**Task instructions**: The required output is a copy of each line in the material below that includes "OutboundMessage".

**Dataset extract**:
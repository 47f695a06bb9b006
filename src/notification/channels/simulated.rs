//! Simulated backend - fixed delay, always succeeds, no network

use std::time::Duration;
use tracing::info;

use crate::notification::channel::{Channel, DeliveryChannel, DeliveryError, OutboundMessage};

/// Prototype backend used when delivery mode is simulated
pub struct SimulatedChannel {
    channel: Channel,
    delay: Duration,
}

impl SimulatedChannel {
    pub fn new(channel: Channel, delay: Duration) -> Self {
        Self { channel, delay }
    }
}

impl DeliveryChannel for SimulatedChannel {
    fn name(&self) -> &str {
        match self.channel {
            Channel::Email => "simulated-email",
            Channel::Whatsapp => "simulated-whatsapp",
        }
    }

    fn channel(&self) -> Channel {
        self.channel
    }

    fn deliver(&self, message: &OutboundMessage<'_>) -> Result<(), DeliveryError> {
        if !self.delay.is_zero() {
            std::thread::sleep(self.delay);
        }
        info!(
            channel = %self.channel,
            recipient = %message.recipient,
            "Simulated delivery"
        );
        Ok(())
    }
}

**Solved exercise**:
use crate::notification::channel::{Channel, DeliveryChannel, DeliveryError, OutboundMessage};
    fn deliver(&self, message: &OutboundMessage<'_>) -> Result<(), DeliveryError> {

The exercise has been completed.